The big question is: why, given my difficult memories of the place, has it inspired me so extensively? My first novel and my first play were both set there. The latter is what had me returning to Queenstown in October 2016, for its premiere at The Unconformity, the first iteration of the rebranded Queenstown Heritage and Arts Festival. I was quietly terrified about returning. Part of me felt that I had appropriated the town and its people for my work – I am not of Queenstown, so what am I doing laying it bare? The play is not especially affectionate either; its central coming-of-age story is a tender one tempered by revelations of appalling domestic violence which culminates in an act of manslaughter. It is bookended by tales of death – firstly of the (mostly) factual events surrounding the 1912 North Mount Lyell Mine fire, and secondly of the (mostly) fictional story of a local character who is taunted by the town’s young children until one of them stumbles upon his suicide. So I had genuine reservations about what the good people of Queenstown would make of the role I had given their town. (As it turns out, these were unfounded; reception, as far as I know, was positive – the consensus seeming to be, ‘Well, that’s how the town was back then’. The play is set during the time I lived there.)

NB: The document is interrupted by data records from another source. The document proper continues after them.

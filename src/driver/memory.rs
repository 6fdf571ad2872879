//! Scripted in-memory page session
//!
//! `MemorySession` replays a fixed set of pages and detail panels instead of
//! talking to a browser. Elements declare which selectors they match and what
//! clicking them does, which is enough to drive a full crawl (listings,
//! detail views, pagination, failures) deterministically.

use crate::driver::traits::{DriverError, DriverResult, ElementHandle, PageSession};
use async_trait::async_trait;
use std::collections::HashMap;
use std::time::Duration;

/// What happens when an element is clicked
#[derive(Debug, Clone, PartialEq, Eq)]
pub enum ClickAction {
    /// Click is accepted and changes nothing
    Nothing,
    /// Replace the current page (closes any open detail panel)
    OpenPage(String),
    /// Show a detail panel on top of the current page
    OpenDetail(String),
    /// Hide the open detail panel
    CloseDetail,
    /// The click raises an error
    Fail(String),
}

/// One node of a scripted page
#[derive(Debug, Clone)]
pub struct MemoryElement {
    id: String,
    selectors: Vec<String>,
    text: String,
    attributes: HashMap<String, String>,
    children: Vec<MemoryElement>,
    on_click: ClickAction,
}

impl MemoryElement {
    /// Creates an element; `id` must be unique across all pages and panels
    pub fn new(id: impl Into<String>) -> Self {
        Self {
            id: id.into(),
            selectors: Vec::new(),
            text: String::new(),
            attributes: HashMap::new(),
            children: Vec::new(),
            on_click: ClickAction::Nothing,
        }
    }

    /// Declares a selector this element matches
    pub fn matching(mut self, selector: impl Into<String>) -> Self {
        self.selectors.push(selector.into());
        self
    }

    pub fn text(mut self, text: impl Into<String>) -> Self {
        self.text = text.into();
        self
    }

    pub fn attr(mut self, name: impl Into<String>, value: impl Into<String>) -> Self {
        self.attributes.insert(name.into(), value.into());
        self
    }

    pub fn child(mut self, child: MemoryElement) -> Self {
        self.children.push(child);
        self
    }

    pub fn children(mut self, children: impl IntoIterator<Item = MemoryElement>) -> Self {
        self.children.extend(children);
        self
    }

    pub fn on_click(mut self, action: ClickAction) -> Self {
        self.on_click = action;
        self
    }

    fn matches(&self, selector: &str) -> bool {
        self.selectors.iter().any(|s| s == selector)
    }

    fn locate(&self, id: &str) -> Option<&MemoryElement> {
        if self.id == id {
            return Some(self);
        }
        self.children.iter().find_map(|child| child.locate(id))
    }
}

/// Collects matches in document order (pre-order traversal)
fn collect_matches<'a>(
    elements: &'a [MemoryElement],
    selector: &str,
    out: &mut Vec<&'a MemoryElement>,
) {
    for element in elements {
        if element.matches(selector) {
            out.push(element);
        }
        collect_matches(&element.children, selector, out);
    }
}

/// Page session backed by scripted pages
#[derive(Debug, Default)]
pub struct MemorySession {
    pages: HashMap<String, Vec<MemoryElement>>,
    details: HashMap<String, Vec<MemoryElement>>,
    routes: Vec<(String, String)>,
    default_page: Option<String>,
    current_page: Option<String>,
    open_detail: Option<String>,
    navigations: Vec<String>,
    clicks: Vec<String>,
    closed: bool,
}

impl MemorySession {
    pub fn new() -> Self {
        Self::default()
    }

    /// Registers a page under `key`
    pub fn with_page(mut self, key: impl Into<String>, elements: Vec<MemoryElement>) -> Self {
        self.pages.insert(key.into(), elements);
        self
    }

    /// Registers a detail panel under `key`
    pub fn with_detail(mut self, key: impl Into<String>, elements: Vec<MemoryElement>) -> Self {
        self.details.insert(key.into(), elements);
        self
    }

    /// Navigating to any URL containing `pattern` loads `page`
    ///
    /// Routes are tried in registration order.
    pub fn route(mut self, pattern: impl Into<String>, page: impl Into<String>) -> Self {
        self.routes.push((pattern.into(), page.into()));
        self
    }

    /// Page loaded for URLs that match no route
    pub fn with_default_page(mut self, page: impl Into<String>) -> Self {
        self.default_page = Some(page.into());
        self
    }

    /// Every URL passed to `navigate`, in order
    pub fn navigations(&self) -> &[String] {
        &self.navigations
    }

    /// Ids of every clicked element, in order
    pub fn clicks(&self) -> &[String] {
        &self.clicks
    }

    pub fn current_page(&self) -> Option<&str> {
        self.current_page.as_deref()
    }

    pub fn open_detail(&self) -> Option<&str> {
        self.open_detail.as_deref()
    }

    pub fn is_closed(&self) -> bool {
        self.closed
    }

    fn ensure_open(&self) -> DriverResult<()> {
        if self.closed {
            Err(DriverError::SessionClosed)
        } else {
            Ok(())
        }
    }

    fn visible_roots(&self) -> [&[MemoryElement]; 2] {
        let page = self
            .current_page
            .as_ref()
            .and_then(|key| self.pages.get(key))
            .map(Vec::as_slice)
            .unwrap_or_default();
        let detail = self
            .open_detail
            .as_ref()
            .and_then(|key| self.details.get(key))
            .map(Vec::as_slice)
            .unwrap_or_default();
        [page, detail]
    }

    fn locate(&self, handle: &ElementHandle) -> DriverResult<&MemoryElement> {
        self.visible_roots()
            .into_iter()
            .flatten()
            .find_map(|root| root.locate(handle.id()))
            .ok_or_else(|| DriverError::StaleElement(handle.id().to_string()))
    }

    fn matches(&self, selector: &str, scope: Option<&ElementHandle>) -> DriverResult<Vec<&MemoryElement>> {
        let mut found = Vec::new();
        match scope {
            Some(handle) => {
                let element = self.locate(handle)?;
                collect_matches(&element.children, selector, &mut found);
            }
            None => {
                for roots in self.visible_roots() {
                    collect_matches(roots, selector, &mut found);
                }
            }
        }
        Ok(found)
    }

    fn resolve_route(&self, url: &str) -> Option<String> {
        self.routes
            .iter()
            .find(|(pattern, _)| url.contains(pattern.as_str()))
            .map(|(_, page)| page.clone())
            .or_else(|| self.default_page.clone())
    }
}

#[async_trait]
impl PageSession for MemorySession {
    async fn navigate(&mut self, url: &str) -> DriverResult<()> {
        self.ensure_open()?;
        self.navigations.push(url.to_string());

        let page = self.resolve_route(url).ok_or_else(|| DriverError::Navigation {
            url: url.to_string(),
            message: "no page routed for this URL".to_string(),
        })?;
        if !self.pages.contains_key(&page) {
            return Err(DriverError::Navigation {
                url: url.to_string(),
                message: format!("page '{}' is not registered", page),
            });
        }

        self.current_page = Some(page);
        self.open_detail = None;
        Ok(())
    }

    async fn find(
        &mut self,
        selector: &str,
        scope: Option<&ElementHandle>,
    ) -> DriverResult<Option<ElementHandle>> {
        self.ensure_open()?;
        let found = self.matches(selector, scope)?;
        Ok(found.first().map(|element| ElementHandle::new(element.id.as_str())))
    }

    async fn find_all(
        &mut self,
        selector: &str,
        scope: Option<&ElementHandle>,
    ) -> DriverResult<Vec<ElementHandle>> {
        self.ensure_open()?;
        let found = self.matches(selector, scope)?;
        Ok(found
            .into_iter()
            .map(|element| ElementHandle::new(element.id.as_str()))
            .collect())
    }

    async fn text(&mut self, element: &ElementHandle) -> DriverResult<String> {
        self.ensure_open()?;
        Ok(self.locate(element)?.text.clone())
    }

    async fn attribute(
        &mut self,
        element: &ElementHandle,
        name: &str,
    ) -> DriverResult<Option<String>> {
        self.ensure_open()?;
        Ok(self.locate(element)?.attributes.get(name).cloned())
    }

    async fn click(&mut self, element: &ElementHandle) -> DriverResult<()> {
        self.ensure_open()?;
        let action = self.locate(element)?.on_click.clone();
        self.clicks.push(element.id().to_string());

        match action {
            ClickAction::Nothing => {}
            ClickAction::OpenPage(page) => {
                if !self.pages.contains_key(&page) {
                    return Err(DriverError::Click {
                        element: element.id().to_string(),
                        message: format!("page '{}' is not registered", page),
                    });
                }
                self.current_page = Some(page);
                self.open_detail = None;
            }
            ClickAction::OpenDetail(detail) => {
                if !self.details.contains_key(&detail) {
                    return Err(DriverError::Click {
                        element: element.id().to_string(),
                        message: format!("detail '{}' is not registered", detail),
                    });
                }
                self.open_detail = Some(detail);
            }
            ClickAction::CloseDetail => self.open_detail = None,
            ClickAction::Fail(message) => {
                return Err(DriverError::Click {
                    element: element.id().to_string(),
                    message,
                });
            }
        }
        Ok(())
    }

    async fn close(&mut self) -> DriverResult<()> {
        self.closed = true;
        Ok(())
    }

    /// A scripted page never changes while waiting, so answer immediately
    async fn wait_until_present(
        &mut self,
        selector: &str,
        timeout: Duration,
    ) -> DriverResult<ElementHandle> {
        self.find(selector, None)
            .await?
            .ok_or_else(|| DriverError::Timeout {
                selector: selector.to_string(),
                timeout,
            })
    }
}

I was aware, though, that the Queenstown to which I would return is a place facing long-term economic depression; owing to a couple of fatal workplace accidents, the Mount Lyell Mine had recently closed, and there seemed (and seems) to be no clear indication of when it will resume operation. Tourism, on the back of increasing growth in this sector in nearby Strahan, has perhaps helped soften the blow somewhat, but Queenstown is (or has been) defined by its holes in the ground and what was trucked out of them over many decades. Minerals built the town, and many others on the west coast, and without them one might wonder exactly where the future lies.
It might be too bold to imagine that it lies in the arts. However, there are many examples of arts festivals driving regional renewal, establishing new parameters of community engagement in areas that might otherwise have been written off, if not actually abandoned; and so it is, one dares to hope, with the Unconformity and its long-term plans for reshaping and rebuilding Queenstown as a destination du jour for artists across the full spectrum of disciplinary practice – dancers, sculptors, theatre-makers, photographers, writers, musicians and composers. After all, Queenstown is a place simply like no other; if Tasmania has a difficult postcolonial narrative fuelled by conservation on one hand and development on the other, Queenstown is where the hands applaud. Physically the town is reclaiming itself – trees have appeared on slopes that were barren for decades owing to prolonged mine activity (compounded by very high annual rainfall). But the scars remain, probably permanently, where the earth has been plundered for copper and iron ore and gold. Those scars – the rich rust-coloured belts of rock angling down towards the township from the surrounding hills, the geological entity that gives The Unconformity its name – are now the stuff of inspiration, the ashes before the fire is lit.
photo by Glenn Mead
How is it, I ask myself, that the frigidly cold, insular, incredibly distant town of the mid-1980s (it genuinely did feel like travelling to it was heading towards the very edge of the world) is now home to a diverse, poetic, challenging crossdiscplinary arts festival? Why have artists like Raymond Arnold, twice winner of the prestigious Glover Prize for landscape art, made Queenstown their base? There are probably no simple answers to such questions but I’ll concede that in describing the town as insular as I just have, it was no more insular than I was then, and no doubt there were parts of the town or elements of its community that I did not (or could not) see. Perhaps it is often the case that out-of-the-way places – away from major development, out of sight of shopping centres and malls – attract the creative spirit. And it has to be said that the landscape – both scarred and natural – around Queenstown is consistently spectacular. It invites reimagining, introspection. Perhaps, in one sense, it creates you.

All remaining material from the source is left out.